Additional Information and Where to
Find It
This communication may be deemed to be solicitation material in respect
of the proposed acquisition of Cognos by IBM. In connection with the
proposed acquisition, Cognos intends to file relevant materials with the
SEC, including Cognos’s proxy circular. SHAREHOLDERS
OF COGNOS ARE URGED TO READ ALL RELEVANT DOCUMENTS FILED WITH THE SEC,
INCLUDING COGNOS’S PROXY CIRCULAR, BECAUSE
THEY WILL CONTAIN IMPORTANT INFORMATION ABOUT THE PROPOSED TRANSACTION.
Investors and security holders will be able to obtain the documents free
of charge at the SEC’s web site, http://www.sec.gov,
and Cognos shareholders will receive information at an appropriate time
on how to obtain transaction-related documents for free from Cognos.

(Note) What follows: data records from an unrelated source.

use serde::{Deserialize, Serialize};

/// Order side (Buy or Sell)
#[derive(Debug, Clone, Copy, PartialEq, Eq, Hash, Serialize, Deserialize)]
pub enum Side {
    Buy,
    Sell,
}
use serde::{Deserialize, Serialize};

use super::{InstrumentId, OptionContract, OptionRight};

/// Key a chain is published under (e.g. "?SPY" for the SPY equity options)
#[derive(Debug, Clone, PartialEq, Eq, Hash, Serialize, Deserialize)]
pub struct ChainKey {
    /// Canonical chain symbol
    pub symbol: String,
    /// Underlying instrument the chain is written on
    pub underlying: InstrumentId,
}

impl ChainKey {
    pub fn new(symbol: impl Into<String>, underlying: InstrumentId) -> Self {
        Self {
            symbol: symbol.into(),
            underlying,
        }
    }

    /// Key using the conventional `?<underlying>` canonical symbol
    pub fn canonical(underlying: InstrumentId) -> Self {
        Self::new(format!("?{}", underlying.as_str()), underlying)
    }
}

impl std::fmt::Display for ChainKey {
    fn fmt(&self, f: &mut std::fmt::Formatter<'_>) -> std::fmt::Result {
        write!(f, "{}", self.symbol)
    }
}

/// All contracts quoted for one underlying at one instant
///
/// Contracts keep the order the feed supplied them in.
#[derive(Debug, Clone, Default, PartialEq, Eq, Serialize, Deserialize)]
#[serde(transparent)]
pub struct OptionChain {
    contracts: Vec<OptionContract>,
}

impl OptionChain {
    pub fn new(contracts: Vec<OptionContract>) -> Self {
        Self { contracts }
    }

    /// Append a contract at the end of the chain
    pub fn push(&mut self, contract: OptionContract) {
        self.contracts.push(contract);
    }

    pub fn contracts(&self) -> &[OptionContract] {
        &self.contracts
    }

    pub fn iter(&self) -> std::slice::Iter<'_, OptionContract> {
        self.contracts.iter()
    }

    pub fn len(&self) -> usize {
        self.contracts.len()
    }

    pub fn is_empty(&self) -> bool {
        self.contracts.is_empty()
    }

    /// Contracts of one right, in chain order
    pub fn by_right(&self, right: OptionRight) -> impl Iterator<Item = &OptionContract> {
        self.contracts.iter().filter(move |c| c.right == right)
    }

    pub fn calls(&self) -> impl Iterator<Item = &OptionContract> {
        self.by_right(OptionRight::Call)
    }

    pub fn puts(&self) -> impl Iterator<Item = &OptionContract> {
        self.by_right(OptionRight::Put)
    }
}

impl FromIterator<OptionContract> for OptionChain {
    fn from_iter<I: IntoIterator<Item = OptionContract>>(iter: I) -> Self {
        Self::new(iter.into_iter().collect())
    }
}

impl<'a> IntoIterator for &'a OptionChain {
    type Item = &'a OptionContract;
    type IntoIter = std::slice::Iter<'a, OptionContract>;

    fn into_iter(self) -> Self::IntoIter {
        self.contracts.iter()
    }
}
//! Query layer errors
//!
//! Missing chains and missing expirations are not errors; the queries
//! report them as `None`.

use std::path::PathBuf;

use thiserror::Error;

#[derive(Error, Debug)]
pub enum Error {
    #[error("Failed to read config {}: {source}", .path.display())]
    Io {
        path: PathBuf,
        #[source]
        source: std::io::Error,
    },

    #[error("Invalid config: {0}")]
    InvalidConfig(#[from] serde_json::Error),

    #[error("Multiple option chains keyed to underlying {underlying}")]
    DuplicateChain { underlying: String },
}

pub type Result<T> = std::result::Result<T, Error>;
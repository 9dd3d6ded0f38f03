use chainbook_core::Slice;

/// Port for the market data feed
///
/// Supplies the slice for the current evaluation tick. `None` means the feed
/// has produced nothing yet (e.g. before the first tick).
pub trait MarketDataSource {
    /// Slice for the current tick
    fn current_slice(&self) -> Option<&Slice>;
}

impl MarketDataSource for Slice {
    fn current_slice(&self) -> Option<&Slice> {
        Some(self)
    }
}

impl MarketDataSource for Option<Slice> {
    fn current_slice(&self) -> Option<&Slice> {
        self.as_ref()
    }
}
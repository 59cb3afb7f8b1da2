//! Adaptive staircase tracking for psychophysical threshold runs.
//!
//! Implements the transformed up-down method: the tracked variable steps
//! down after a run of correct responses and up after a run of incorrect
//! ones, with per-reversal step sizes and the usual block-ending rules
//! (reversal budget, exact or maximum trial counts, and consecutive
//! floor or ceiling hits).

pub mod staircase_node;

use std::fmt;

/// Configuration for a staircase block.
///
/// `steps` holds one step size per planned reversal; the block ends once
/// every entry has been consumed by a reversal. A zero `run_n_trials` or
/// `max_trials` disables that ending rule.
#[derive(Clone, Debug)]
pub struct StaircaseConfig {
    pub steps: Vec<f64>,
    pub downs: u32,
    pub ups: u32,
    pub val_start: f64,
    pub val_floor: f64,
    pub val_ceil: f64,
    pub val_floor_n: u32,
    pub val_ceil_n: u32,
    pub run_n_trials: u32,
    pub max_trials: u32,
}

impl Default for StaircaseConfig {
    fn default() -> StaircaseConfig {
        StaircaseConfig {
            steps: vec![],
            downs: 2,
            ups: 1,
            val_start: 0.0,
            val_floor: 0.0,
            val_ceil: 0.0,
            val_floor_n: 3,
            val_ceil_n: 3,
            run_n_trials: 0,
            max_trials: 0,
        }
    }
}

/// Direction of a staircase step.
#[derive(Clone, Copy, Debug, PartialEq, Eq)]
pub enum Direction {
    Down,
    Up,
}

/// The reason a staircase block ended.
#[derive(Clone, Debug, PartialEq)]
pub enum BlockEnd {
    FloorReached(u32),
    CeilingReached(u32),
    TrialsDone(u32),
    MaxTrialsReached(u32),
    ReversalsDone(usize),
}

impl fmt::Display for BlockEnd {
    fn fmt(&self, f: &mut fmt::Formatter) -> fmt::Result {
        match *self {
            BlockEnd::FloorReached(n) => {
                write!(f, "{} consecutive floor trials reached", n)
            }
            BlockEnd::CeilingReached(n) => {
                write!(f, "{} consecutive ceiling trials reached", n)
            }
            BlockEnd::TrialsDone(n) => write!(f, "{} trials reached", n),
            BlockEnd::MaxTrialsReached(n) => {
                write!(f, "A maximum of {} trials reached", n)
            }
            BlockEnd::ReversalsDone(n) => {
                write!(f, "{} reversals reached", n)
            }
        }
    }
}

/// Trial-by-trial bookkeeping for one adaptive track.
///
/// Drive it from the experiment loop: present a trial at
/// [`value()`](Staircase::value), score the response, and hand the
/// result to [`respond()`](Staircase::respond), which returns the value
/// for the next trial or `None` once the block is over.
pub struct Staircase {
    config: StaircaseConfig,
    value: f64,
    trials: u32,
    values: Vec<f64>,
    track: Vec<i8>,
    reversals: Vec<f64>,
    prev_dir: Option<Direction>,
    init_dir: Option<Direction>,
    cur_ups: u32,
    cur_dns: u32,
    floor_count: u32,
    ceil_count: u32,
    end: Option<BlockEnd>,
}

impl Staircase {
    pub fn new(config: StaircaseConfig) -> Staircase {
        Staircase {
            value: config.val_start,
            config,
            trials: 0,
            values: vec![],
            track: vec![],
            reversals: vec![],
            prev_dir: None,
            init_dir: None,
            cur_ups: 0,
            cur_dns: 0,
            floor_count: 0,
            ceil_count: 0,
            end: None,
        }
    }

    /// Scores one trial and advances the track.
    ///
    /// Returns the value for the next trial, or `None` once an ending
    /// rule has fired. Responses after the block has ended are ignored.
    pub fn respond(&mut self, correct: bool) -> Option<f64> {
        if self.end.is_some() {
            return None;
        }
        self.trials += 1;
        if let Some(dir) = self.score(correct) {
            self.step(dir);
        }
        self.finish_trial();
        if self.end.is_some() {
            None
        } else {
            Some(self.value)
        }
    }

    // Counts runs of correct/incorrect responses and records reversals.
    // Returns the direction to step this trial, if any.
    fn score(&mut self, correct: bool) -> Option<Direction> {
        self.values.push(self.value);
        if correct {
            self.cur_dns += 1;
            self.cur_ups = 0;
            if self.cur_dns == self.config.downs {
                self.cur_dns = 0;
                self.turn(Direction::Down);
                Some(Direction::Down)
            } else {
                None
            }
        } else {
            self.cur_ups += 1;
            self.cur_dns = 0;
            if self.cur_ups == self.config.ups {
                self.cur_ups = 0;
                self.turn(Direction::Up);
                Some(Direction::Up)
            } else {
                None
            }
        }
    }

    // Records whether a step in the given direction is a reversal. The
    // first step of a block sets the initial direction and is not a
    // change.
    fn turn(&mut self, dir: Direction) {
        match self.prev_dir {
            Some(prev) if prev == dir => self.track.push(0),
            None => {
                self.prev_dir = Some(dir);
                self.init_dir = Some(dir);
                self.track.push(0);
            }
            Some(_) => {
                self.prev_dir = Some(dir);
                self.track.push(match dir {
                    Direction::Down => -1,
                    Direction::Up => 1,
                });
                self.reversals.push(self.value);
            }
        }
    }

    // Applies the step size for the current reversal count, clamped to
    // the last configured step once the schedule is exhausted.
    fn step(&mut self, dir: Direction) {
        let last = self.config.steps.len().saturating_sub(1);
        let size = match self.config.steps.get(self.reversals.len().min(last))
        {
            Some(&s) => s,
            None => return,
        };
        match dir {
            Direction::Down => self.value -= size,
            Direction::Up => self.value += size,
        }
    }

    // Clamps to the floor and ceiling and checks every ending rule.
    fn finish_trial(&mut self) {
        self.value = self.value.max(self.config.val_floor);
        if self.value == self.config.val_floor {
            self.floor_count += 1;
            if self.floor_count == self.config.val_floor_n {
                self.end =
                    Some(BlockEnd::FloorReached(self.config.val_floor_n));
            }
        } else {
            self.floor_count = 0;
        }
        self.value = self.value.min(self.config.val_ceil);
        if self.value == self.config.val_ceil {
            self.ceil_count += 1;
            if self.ceil_count == self.config.val_ceil_n {
                self.end =
                    Some(BlockEnd::CeilingReached(self.config.val_ceil_n));
            }
        } else {
            self.ceil_count = 0;
        }

        if self.end.is_none() {
            if self.config.run_n_trials > 0
                && self.trials == self.config.run_n_trials
            {
                self.end =
                    Some(BlockEnd::TrialsDone(self.config.run_n_trials));
            } else if self.config.max_trials > 0
                && self.trials == self.config.max_trials
            {
                self.end =
                    Some(BlockEnd::MaxTrialsReached(self.config.max_trials));
            } else if self.reversals.len() == self.config.steps.len() {
                self.end =
                    Some(BlockEnd::ReversalsDone(self.reversals.len()));
            }
        }
    }

    /// The value to present on the next trial.
    pub fn value(&self) -> f64 {
        self.value
    }

    /// Number of trials scored so far.
    pub fn trials(&self) -> u32 {
        self.trials
    }

    /// The value presented on each scored trial, in order.
    pub fn values(&self) -> &[f64] {
        &self.values
    }

    /// The value at each recorded reversal, in order.
    pub fn reversals(&self) -> &[f64] {
        &self.reversals
    }

    /// One marker per step taken: 0 for a step continuing the current
    /// direction, -1 for a downward reversal, 1 for an upward reversal.
    pub fn track(&self) -> &[i8] {
        &self.track
    }

    /// The direction of the first step of the block, if one has been
    /// taken yet.
    pub fn initial_direction(&self) -> Option<Direction> {
        self.init_dir
    }

    /// Why the block ended, once it has.
    pub fn end_reason(&self) -> Option<&BlockEnd> {
        self.end.as_ref()
    }

    pub fn is_done(&self) -> bool {
        self.end.is_some()
    }
}
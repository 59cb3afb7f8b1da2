use crate::output::rodio::buffer;
use crate::output::rodio::queue::{queue, SourcesQueueInput};
use crate::output::rodio::{self, Sample, Sink};
use crate::prelude::*;
use std::sync::Arc;

/// A node that plays received sample buffers out on audio. Currently
/// this only uses the default output device on the system.
#[derive(Node)]
pub struct AudioNode<T>
where
    T: Sample + Send + 'static,
{
    pub input: NodeReceiver<Vec<T>>,
    _sink: Sink,
    in_queue: Arc<SourcesQueueInput<T>>,
    channels: u16,
    sample_rate: u32,
}

impl<T> AudioNode<T>
where
    T: Sample + Send + 'static,
{
    /// Tosses the received samples into the sink for output.
    pub fn run(&mut self, samples: Vec<T>) -> Result<(), NodeError> {
        let samplebuffer = buffer::SamplesBuffer::new(
            self.channels,
            self.sample_rate,
            samples,
        );
        self.in_queue.append(samplebuffer);
        Ok(())
    }
}

/// Creates an AudioNode with the given parameters.
pub fn audio<T>(channels: u16, sample_rate: u32, volume: f32) -> AudioNode<T>
where
    T: Sample + Send + 'static,
{
    let device = rodio::default_output_device().unwrap();
    let mut sink = Sink::new(&device);
    let (in_queue, out_queue) = queue::<T>(true);
    sink.set_volume(volume);
    sink.append(out_queue);
    AudioNode::new(sink, in_queue, channels, sample_rate)
}

/// Plays a mono buffer on the default output device and blocks until
/// playback completes, MATLAB-style.
///
/// # Arguments
///
/// * `samples` - The sound buffer to play.
/// * `sample_rate` - The sampling frequency in Hz.
/// * `pan` - Stereo position: -1 pans all the way left, +1 all the way
/// right, 0 plays centered.
pub fn play_blocking(samples: &[f32], sample_rate: u32, pan: f32) {
    let device = rodio::default_output_device().unwrap();
    let sink = Sink::new(&device);
    let stereo = pan_stereo(samples, pan);
    sink.append(buffer::SamplesBuffer::new(2, sample_rate, stereo));
    sink.sleep_until_end();
}

/// Interleaves a mono buffer into a stereo one with constant-power
/// panning. Values of `pan` outside [-1, 1] are clamped.
pub fn pan_stereo(samples: &[f32], pan: f32) -> Vec<f32> {
    let pan = pan.max(-1.0).min(1.0);
    let theta = (pan + 1.0) * std::f32::consts::PI / 4.0;
    let (gain_l, gain_r) = (theta.cos(), theta.sin());
    let mut stereo = Vec::with_capacity(samples.len() * 2);
    for &samp in samples {
        stereo.push(samp * gain_l);
        stereo.push(samp * gain_r);
    }
    stereo
}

Such documents are not currently available.
Participants in Solicitation
IBM and its directors and executive officers, and Cognos and its
directors and executive officers, may be deemed to be participants in
the solicitation of proxies from the holders of Cognos common shares in
respect of the proposed transaction. Information about the directors and
executive officers of IBM is set forth in the proxy statement for IBM’s
2007 Annual Meeting of Stockholders, which was filed with the SEC on
April 2, 2007. Information about the directors and executive officers of
Cognos is set forth in the proxy statement for Cognos’s
2007 Annual and Special Meeting of Shareholders, which was filed with
the SEC on May 24, 2007. Investors may obtain additional information
regarding the interest of such participants by reading the proxy
circular regarding the acquisition when it becomes available.